> Your instructions:
Report each line of the records where "that" occurs.

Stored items
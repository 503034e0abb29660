use ratatui::{
    Frame,
    layout::{Alignment, Rect},
    style::{Color, Modifier, Style},
    text::{Line, Span},
    widgets::{Block, Borders, Paragraph},
};

use crate::view::Badge;

const SEPARATOR: &str = "  ";

/// Renders a footer with mode indicator and keybindings
pub fn render_navigation_footer(
    f: &mut Frame,
    area: Rect,
    mode: &str,
    keybindings: &[(&str, &str)],
) {
    let mut spans = vec![
        Span::raw(" "),
        Span::styled(
            format!(" {} ", mode),
            Style::default()
                .fg(Color::Black)
                .bg(Color::Magenta)
                .add_modifier(Modifier::BOLD),
        ),
    ];

    for &(key, desc) in keybindings {
        spans.push(Span::raw(SEPARATOR));
        spans.push(Span::styled(
            format!(" {} ", key),
            Style::default().fg(Color::Black).bg(Color::Yellow),
        ));
        spans.push(Span::styled(
            format!(" {}", desc),
            Style::default().fg(Color::White),
        ));
    }

    f.render_widget(
        Paragraph::new(Line::from(spans)).block(
            Block::default()
                .borders(Borders::ALL)
                .border_style(Style::default().fg(Color::DarkGray)),
        ),
        area,
    );
}

/// Coloured dot plus label for one network indicator
pub fn badge_spans(badge: &Badge) -> Vec<Span<'static>> {
    let (dot, style) = if badge.connected {
        (
            "●",
            Style::default().fg(Color::Green).add_modifier(Modifier::BOLD),
        )
    } else {
        ("○", Style::default().fg(Color::DarkGray))
    };
    vec![
        Span::styled(dot, style),
        Span::raw(" "),
        Span::styled(badge.label.clone(), style),
    ]
}

/// Renders the badges right-aligned, one after another
pub fn render_badges(frame: &mut Frame, area: Rect, badges: &[Badge]) {
    let mut spans = Vec::new();
    for badge in badges {
        spans.extend(badge_spans(badge));
        spans.push(Span::raw(SEPARATOR));
    }
    frame.render_widget(
        Paragraph::new(Line::from(spans)).alignment(Alignment::Right),
        area,
    );
}

pub fn render_status_toast(frame: &mut Frame, area: Rect, message: &str) {
    let toast = Paragraph::new(Line::from(vec![Span::styled(
        format!(" {} ", message),
        Style::default()
            .fg(Color::Black)
            .bg(Color::Yellow)
            .add_modifier(Modifier::BOLD),
    )]))
    .alignment(Alignment::Center);

    frame.render_widget(toast, area);
}
use crossterm::event::{KeyCode, KeyEvent, KeyEventKind, KeyModifiers};

use super::router::Action;

/// What a key press means to the session
#[derive(Debug, Clone, Copy, PartialEq, Eq)]
pub enum KeyInput {
    Action(Action),
    /// Re-read the layout document
    Reload,
    Quit,
}

/// Translates a terminal key press into a launcher input.
/// Releases and repeats reported by some terminals are dropped.
#[must_use]
pub fn key_input(key: KeyEvent) -> Option<KeyInput> {
    if key.kind != KeyEventKind::Press {
        return None;
    }
    let control = key.modifiers.contains(KeyModifiers::CONTROL);
    if key.code == KeyCode::Char('c') && control {
        return Some(KeyInput::Quit);
    }
    if matches!(key.code, KeyCode::Char('r' | 'R')) && !control {
        return Some(KeyInput::Reload);
    }

    let action = match key.code {
        KeyCode::Right => Action::AdvancePositive,
        KeyCode::Left => Action::AdvanceNegative,
        KeyCode::Enter => Action::Confirm,
        KeyCode::Esc | KeyCode::Backspace => Action::Cancel,
        KeyCode::Menu => Action::MenuToggle,
        KeyCode::Char('s' | 'S') if !control => Action::MenuToggle,
        KeyCode::Char(_)
        | KeyCode::Up
        | KeyCode::Down
        | KeyCode::Home
        | KeyCode::End
        | KeyCode::PageUp
        | KeyCode::PageDown
        | KeyCode::Tab
        | KeyCode::BackTab
        | KeyCode::Delete
        | KeyCode::Insert
        | KeyCode::F(_)
        | KeyCode::Null
        | KeyCode::CapsLock
        | KeyCode::ScrollLock
        | KeyCode::NumLock
        | KeyCode::PrintScreen
        | KeyCode::Pause
        | KeyCode::KeypadBegin
        | KeyCode::Media(_)
        | KeyCode::Modifier(_) => return None,
    };
    Some(KeyInput::Action(action))
}

#[cfg(test)]
mod tests {
    use super::*;
    use crossterm::event::KeyEventState;

    fn press(code: KeyCode) -> KeyEvent {
        KeyEvent::new(code, KeyModifiers::NONE)
    }

    #[test]
    fn test_arrow_keys() {
        assert_eq!(
            key_input(press(KeyCode::Right)),
            Some(KeyInput::Action(Action::AdvancePositive))
        );
        assert_eq!(
            key_input(press(KeyCode::Left)),
            Some(KeyInput::Action(Action::AdvanceNegative))
        );
        assert_eq!(key_input(press(KeyCode::Up)), None);
    }

    #[test]
    fn test_confirm_and_cancel() {
        assert_eq!(
            key_input(press(KeyCode::Enter)),
            Some(KeyInput::Action(Action::Confirm))
        );
        assert_eq!(
            key_input(press(KeyCode::Esc)),
            Some(KeyInput::Action(Action::Cancel))
        );
        assert_eq!(
            key_input(press(KeyCode::Backspace)),
            Some(KeyInput::Action(Action::Cancel))
        );
    }

    #[test]
    fn test_menu_keys() {
        for code in [KeyCode::Char('s'), KeyCode::Char('S'), KeyCode::Menu] {
            assert_eq!(key_input(press(code)), Some(KeyInput::Action(Action::MenuToggle)));
        }
        assert_eq!(key_input(press(KeyCode::Char('x'))), None);
    }

    #[test]
    fn test_reload_key() {
        assert_eq!(key_input(press(KeyCode::Char('r'))), Some(KeyInput::Reload));
        assert_eq!(key_input(press(KeyCode::Char('R'))), Some(KeyInput::Reload));
        let key = KeyEvent::new(KeyCode::Char('r'), KeyModifiers::CONTROL);
        assert_eq!(key_input(key), None);
    }

    #[test]
    fn test_ctrl_c_quits() {
        let key = KeyEvent::new(KeyCode::Char('c'), KeyModifiers::CONTROL);
        assert_eq!(key_input(key), Some(KeyInput::Quit));
    }

    #[test]
    fn test_release_is_dropped() {
        let key = KeyEvent {
            code: KeyCode::Right,
            modifiers: KeyModifiers::NONE,
            kind: KeyEventKind::Release,
            state: KeyEventState::NONE,
        };
        assert_eq!(key_input(key), None);
    }
}
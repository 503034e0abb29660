/// Circular focus navigation over a list-like component.
/// Both directions wrap; there is no end-of-list stop.
pub trait Navigable {
    /// Returns the total number of items in the list
    fn item_count(&self) -> usize;

    /// Returns the currently focused index
    fn focused_index(&self) -> usize;

    /// Sets the focused index
    fn set_focused_index(&mut self, index: usize);

    /// Moves to the next item (wraps around to start)
    fn focus_next(&mut self) {
        let count = self.item_count();
        if count > 0 {
            let next = (self.focused_index() % count + 1) % count;
            self.set_focused_index(next);
        }
    }

    /// Moves to the previous item (wraps around to end)
    fn focus_previous(&mut self) {
        let count = self.item_count();
        if count > 0 {
            let current = self.focused_index() % count;
            let prev = if current == 0 { count - 1 } else { current - 1 };
            self.set_focused_index(prev);
        }
    }
}
use reqwest::blocking::Client;
use std::fs;
use std::path::{Path, PathBuf};
use std::time::Duration;
use thiserror::Error;

/// Why a layout document could not be obtained
#[derive(Error, Debug)]
pub enum LayoutError {
    #[error("layout store unreachable: {0}")]
    Unreachable(String),

    #[error("layout store answered with status {0}")]
    Status(u16),

    #[error("failed to read layout document: {0}")]
    Read(#[from] std::io::Error),

    #[error("malformed layout document: {0}")]
    Parse(#[from] serde_json::Error),
}

pub type LayoutResult<T> = std::result::Result<T, LayoutError>;

/// Source of the raw layout document
pub trait DocumentStore {
    /// Human readable location, used in log lines
    fn describe(&self) -> String;

    /// Fetches the raw document text
    fn fetch(&self) -> LayoutResult<String>;
}

/// Reads the layout document from disk
#[derive(Debug, Clone)]
pub struct FileStore {
    path: PathBuf,
}

impl FileStore {
    pub fn new(path: impl Into<PathBuf>) -> Self {
        Self { path: path.into() }
    }
}

impl DocumentStore for FileStore {
    fn describe(&self) -> String {
        self.path.display().to_string()
    }

    fn fetch(&self) -> LayoutResult<String> {
        Ok(fs::read_to_string(&self.path)?)
    }
}

/// Fetches the layout document over HTTP(S)
pub struct HttpStore {
    url: String,
    client: Client,
}

impl HttpStore {
    pub fn new(url: &str, timeout: Duration) -> LayoutResult<Self> {
        let client = Client::builder()
            .connect_timeout(timeout)
            .timeout(timeout)
            .build()
            .map_err(|error| LayoutError::Unreachable(error.to_string()))?;
        Ok(Self {
            url: url.to_string(),
            client,
        })
    }
}

impl DocumentStore for HttpStore {
    fn describe(&self) -> String {
        self.url.clone()
    }

    fn fetch(&self) -> LayoutResult<String> {
        let response = self
            .client
            .get(&self.url)
            .send()
            .map_err(|error| LayoutError::Unreachable(error.to_string()))?;

        let status = response.status();
        if !status.is_success() {
            return Err(LayoutError::Status(status.as_u16()));
        }

        response
            .text()
            .map_err(|error| LayoutError::Unreachable(error.to_string()))
    }
}

fn is_remote(source: &str) -> bool {
    let lowered = source.trim().to_ascii_lowercase();
    lowered.starts_with("http://") || lowered.starts_with("https://")
}

/// Picks the store for a configured source.
/// Relative filesystem paths are resolved against `base_dir`.
pub fn store_for_source(
    source: &str,
    base_dir: &Path,
    timeout: Duration,
) -> LayoutResult<Box<dyn DocumentStore>> {
    if is_remote(source) {
        return Ok(Box::new(HttpStore::new(source.trim(), timeout)?));
    }

    let path = Path::new(source);
    let resolved = if path.is_absolute() {
        path.to_path_buf()
    } else {
        base_dir.join(path)
    };
    Ok(Box::new(FileStore::new(resolved)))
}
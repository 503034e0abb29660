use color_eyre::Result;
use directories::ProjectDirs;
use serde::Deserialize;
use std::fs;
use std::path::{Path, PathBuf};
use std::time::Duration;

use crate::rail::RailGeometry;

/// Application configuration
#[derive(Debug, Clone, Default, PartialEq, Deserialize)]
#[serde(default)]
pub struct Config {
    pub layout: LayoutConfig,
    pub rail: RailConfig,
    pub logging: LoggingConfig,
}

/// Where the layout document comes from
#[derive(Debug, Clone, PartialEq, Deserialize)]
#[serde(default)]
pub struct LayoutConfig {
    /// File path (relative to the config dir) or http(s) URL
    pub source: String,
    pub timeout_ms: u64,
}

impl Default for LayoutConfig {
    fn default() -> Self {
        Self {
            source: "layout.json".to_string(),
            timeout_ms: 3000,
        }
    }
}

impl LayoutConfig {
    #[must_use]
    pub fn timeout(&self) -> Duration {
        Duration::from_millis(self.timeout_ms)
    }
}

/// Rail geometry in terminal cells
#[derive(Debug, Clone, PartialEq, Deserialize)]
#[serde(default)]
pub struct RailConfig {
    pub item_width: u16,
    pub item_gap: u16,
    pub slack: u16,
}

impl Default for RailConfig {
    fn default() -> Self {
        Self {
            item_width: 18,
            item_gap: 2,
            slack: 8,
        }
    }
}

impl RailConfig {
    #[must_use]
    pub fn geometry(&self) -> RailGeometry {
        RailGeometry::new(
            f64::from(self.item_width.max(1)),
            f64::from(self.item_gap),
            f64::from(self.slack),
        )
    }
}

#[derive(Debug, Clone, PartialEq, Deserialize)]
#[serde(default)]
pub struct LoggingConfig {
    pub level: String,
}

impl Default for LoggingConfig {
    fn default() -> Self {
        Self {
            level: "info".to_string(),
        }
    }
}

impl Config {
    /// Loads configuration from disk, defaults when the file is absent
    pub fn load() -> Result<Self> {
        Self::load_from(&Self::config_path()?)
    }

    pub fn load_from(path: &Path) -> Result<Self> {
        if !path.exists() {
            return Ok(Self::default());
        }

        let contents = fs::read_to_string(path)?;
        let config: Config = toml::from_str(&contents)?;
        Ok(config)
    }

    fn project_dirs() -> Result<ProjectDirs> {
        ProjectDirs::from("", "", "homerail")
            .ok_or_else(|| color_eyre::eyre::eyre!("Could not determine config directory"))
    }

    /// Returns the directory holding `config.toml` and, by default, `layout.json`
    pub fn config_dir() -> Result<PathBuf> {
        Ok(Self::project_dirs()?.config_dir().to_path_buf())
    }

    /// Returns the path to the configuration file
    pub fn config_path() -> Result<PathBuf> {
        Ok(Self::config_dir()?.join("config.toml"))
    }

    /// Returns the directory the log file is written to
    pub fn log_dir() -> Result<PathBuf> {
        Ok(Self::project_dirs()?.data_local_dir().to_path_buf())
    }
}
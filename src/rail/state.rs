use tracing::debug;

use super::navigation::Navigable;
use crate::layout::LaunchItem;

/// Request to start the app with the given item id
#[derive(Debug, Clone, PartialEq, Eq)]
pub struct LaunchSignal {
    pub item_id: String,
}

/// Outcome of selecting the focused item
#[derive(Debug, Clone, PartialEq, Eq)]
pub enum Selection {
    Launch(LaunchSignal),
    OpenedPanel,
    /// Nothing to act on, or the panel is open
    Ignored,
}

/// The rail: ordered items, the focused position and whether the settings panel is open.
///
/// `focus_index` is always a valid index into `items` when the list is non-empty.
/// While the panel is open, navigation and selection leave the rail untouched.
#[derive(Debug, Clone)]
pub struct RailState {
    items: Vec<LaunchItem>,
    focus_index: usize,
    panel_open: bool,
}

fn clamp_index(index: usize, len: usize) -> usize {
    index.min(len.saturating_sub(1))
}

impl RailState {
    /// Creates the rail, clamping the focus hint into range
    pub fn new(items: Vec<LaunchItem>, initial_focus: usize) -> Self {
        let focus_index = clamp_index(initial_focus, items.len());
        Self {
            items,
            focus_index,
            panel_open: false,
        }
    }

    #[must_use]
    pub fn items(&self) -> &[LaunchItem] {
        &self.items
    }

    #[must_use]
    pub fn len(&self) -> usize {
        self.items.len()
    }

    #[must_use]
    pub fn is_empty(&self) -> bool {
        self.items.is_empty()
    }

    /// Focused position, `None` when the rail has no items
    #[must_use]
    pub fn focus_index(&self) -> Option<usize> {
        if self.items.is_empty() {
            None
        } else {
            Some(self.focus_index)
        }
    }

    #[must_use]
    pub fn focused_item(&self) -> Option<&LaunchItem> {
        self.items.get(self.focus_index)
    }

    #[must_use]
    pub fn panel_open(&self) -> bool {
        self.panel_open
    }

    pub fn move_right(&mut self) {
        if self.panel_open {
            return;
        }
        self.focus_next();
        debug!(focus = self.focus_index, "focus moved right");
    }

    pub fn move_left(&mut self) {
        if self.panel_open {
            return;
        }
        self.focus_previous();
        debug!(focus = self.focus_index, "focus moved left");
    }

    /// Moves focus straight to `index`; out-of-range indices are ignored
    pub fn focus_on(&mut self, index: usize) -> bool {
        if self.panel_open || index >= self.items.len() {
            return false;
        }
        self.focus_index = index;
        true
    }

    /// Acts on the focused item: settings items open the panel, anything else launches
    pub fn select(&mut self) -> Selection {
        if self.panel_open {
            return Selection::Ignored;
        }
        let Some(item) = self.focused_item() else {
            return Selection::Ignored;
        };

        if item.opens_settings() {
            self.open_panel();
            Selection::OpenedPanel
        } else {
            Selection::Launch(LaunchSignal {
                item_id: item.id.clone(),
            })
        }
    }

    pub fn open_panel(&mut self) {
        if !self.panel_open {
            debug!("settings panel opened");
        }
        self.panel_open = true;
    }

    pub fn close_panel(&mut self) {
        if self.panel_open {
            debug!("settings panel closed");
        }
        self.panel_open = false;
    }

    /// Swaps the item list, re-clamping focus so it stays valid
    pub fn replace_items(&mut self, items: Vec<LaunchItem>) {
        self.focus_index = clamp_index(self.focus_index, items.len());
        self.items = items;
    }
}

impl Navigable for RailState {
    fn item_count(&self) -> usize {
        self.items.len()
    }

    fn focused_index(&self) -> usize {
        self.focus_index
    }

    fn set_focused_index(&mut self, index: usize) {
        self.focus_index = clamp_index(index, self.items.len());
    }
}
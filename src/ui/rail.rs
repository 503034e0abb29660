use ratatui::{
    Frame,
    layout::{Alignment, Rect},
    style::{Color, Modifier, Style},
    text::{Line, Span},
    widgets::{Block, BorderType, Borders, Paragraph},
};

use crate::ui::utils::truncate_to_width;
use crate::view::{ItemView, Scene};

/// Draws every item that intersects the rail viewport, shifted by the scene offset
pub fn render_rail(frame: &mut Frame, area: Rect, scene: &Scene) {
    if scene.items.is_empty() {
        frame.render_widget(
            Paragraph::new(Line::from(Span::styled(
                "No apps configured",
                Style::default().fg(Color::DarkGray),
            )))
            .alignment(Alignment::Center),
            area,
        );
        return;
    }

    for item in &scene.items {
        if let Some(visible) = item_rect(area, scene, item) {
            render_item(frame, visible, item);
        }
    }
}

/// Screen rectangle of an item, clipped to the rail; `None` when fully scrolled out
fn item_rect(area: Rect, scene: &Scene, item: &ItemView) -> Option<Rect> {
    let left = scene.item_left(item).round();
    let right = left + scene.geometry.item_size.round();
    let clipped_left = left.max(0.0);
    let clipped_right = right.min(f64::from(area.width));
    if clipped_right <= clipped_left {
        return None;
    }

    // both bounds lie within 0..=area.width here
    let x = clipped_left as u16;
    let width = (clipped_right - clipped_left) as u16;
    Some(Rect {
        x: area.x + x,
        y: area.y,
        width,
        height: area.height,
    })
}

fn render_item(frame: &mut Frame, area: Rect, item: &ItemView) {
    let (border_style, border_type, label_style) = if item.focused {
        (
            Style::default().fg(Color::Cyan),
            BorderType::Thick,
            Style::default().fg(Color::Cyan).add_modifier(Modifier::BOLD),
        )
    } else {
        (
            Style::default().fg(Color::DarkGray),
            BorderType::Rounded,
            Style::default().fg(Color::White),
        )
    };

    let inner_width = usize::from(area.width.saturating_sub(2));
    let initial = item
        .label
        .chars()
        .next()
        .map(|character| character.to_uppercase().collect::<String>())
        .unwrap_or_default();
    let asset_name = item
        .asset
        .rsplit('/')
        .next()
        .unwrap_or(item.asset.as_str());

    let lines = vec![
        Line::from(""),
        Line::from(Span::styled(
            initial,
            label_style.add_modifier(Modifier::BOLD),
        )),
        Line::from(""),
        Line::from(Span::styled(
            truncate_to_width(&item.label, inner_width),
            label_style,
        )),
        Line::from(Span::styled(
            truncate_to_width(asset_name, inner_width),
            Style::default().fg(Color::DarkGray),
        )),
    ];

    frame.render_widget(
        Paragraph::new(lines).alignment(Alignment::Center).block(
            Block::default()
                .borders(Borders::ALL)
                .border_type(border_type)
                .border_style(border_style),
        ),
        area,
    );
}

/// Focused item's label under the rail
pub fn render_tooltip(frame: &mut Frame, area: Rect, scene: &Scene) {
    if scene.tooltip.aria_hidden() {
        return;
    }
    frame.render_widget(
        Paragraph::new(Line::from(Span::styled(
            truncate_to_width(&scene.tooltip.text, usize::from(area.width)),
            Style::default().fg(Color::White).add_modifier(Modifier::BOLD),
        )))
        .alignment(Alignment::Center),
        area,
    );
}
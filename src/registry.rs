use std::collections::BTreeMap;
use std::fmt::Write;

use parking_lot::Mutex;
use thiserror::Error;

// ─── Public types ────────────────────────────────────────────────

/// Thread-safe set of currently published gauges.
/// The update loop registers, withdraws and updates values; the scrape
/// handler calls `render()`. One lock guards the whole map, so a render
/// is always a consistent snapshot.
pub struct GaugeRegistry {
    inner: Mutex<BTreeMap<String, Gauge>>,
}

#[derive(Debug, Error, PartialEq)]
pub enum RegistryError {
    /// Two probes claimed the same metric name — a configuration defect,
    /// fatal at the call site.
    #[error("gauge `{0}` is already registered")]
    AlreadyRegistered(String),
}

// ─── Internal state ──────────────────────────────────────────────

/// Help text plus the latest sample. `value` is `None` between
/// registration and the first `set_value`; such gauges are not rendered.
struct Gauge {
    help: String,
    value: Option<f64>,
}

// ─── GaugeRegistry impl ──────────────────────────────────────────

impl GaugeRegistry {
    pub fn new() -> Self {
        Self {
            inner: Mutex::new(BTreeMap::new()),
        }
    }

    /// Claim `name` in the servable set. The gauge stays invisible to
    /// `render()` until its first `set_value` call.
    pub fn register(&self, name: &str, help: &str) -> Result<(), RegistryError> {
        let mut gauges = self.inner.lock();
        if gauges.contains_key(name) {
            return Err(RegistryError::AlreadyRegistered(name.to_string()));
        }
        gauges.insert(
            name.to_string(),
            Gauge {
                help: help.to_string(),
                value: None,
            },
        );
        Ok(())
    }

    /// Drop `name` from the servable set; subsequent renders omit it
    /// entirely. Unknown names are a no-op.
    pub fn unregister(&self, name: &str) {
        self.inner.lock().remove(name);
    }

    /// Update the latest sample of a registered gauge. Registration state
    /// is untouched; names that were never registered are ignored.
    pub fn set_value(&self, name: &str, value: f64) {
        if let Some(gauge) = self.inner.lock().get_mut(name) {
            gauge.value = Some(value);
        }
    }

    /// Render every published gauge in the Prometheus text exposition
    /// format, sorted by name.
    pub fn render(&self) -> String {
        let gauges = self.inner.lock();

        let mut out = String::new();
        for (name, gauge) in gauges.iter() {
            if let Some(value) = gauge.value {
                let _ = writeln!(out, "# HELP {} {}", name, escape_help(&gauge.help));
                let _ = writeln!(out, "# TYPE {} gauge", name);
                let _ = writeln!(out, "{} {}", name, value);
            }
        }
        out
    }
}

impl Default for GaugeRegistry {
    fn default() -> Self {
        Self::new()
    }
}

/// Help lines may not span lines or end the comment early.
fn escape_help(help: &str) -> String {
    help.replace('\\', "\\\\").replace('\n', "\\n")
}

// ─── Tests ───────────────────────────────────────────────────────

> Result below:
/// Draws every item that intersects the rail viewport, shifted by the scene offset
    /// is untouched; names that were never registered are ignored.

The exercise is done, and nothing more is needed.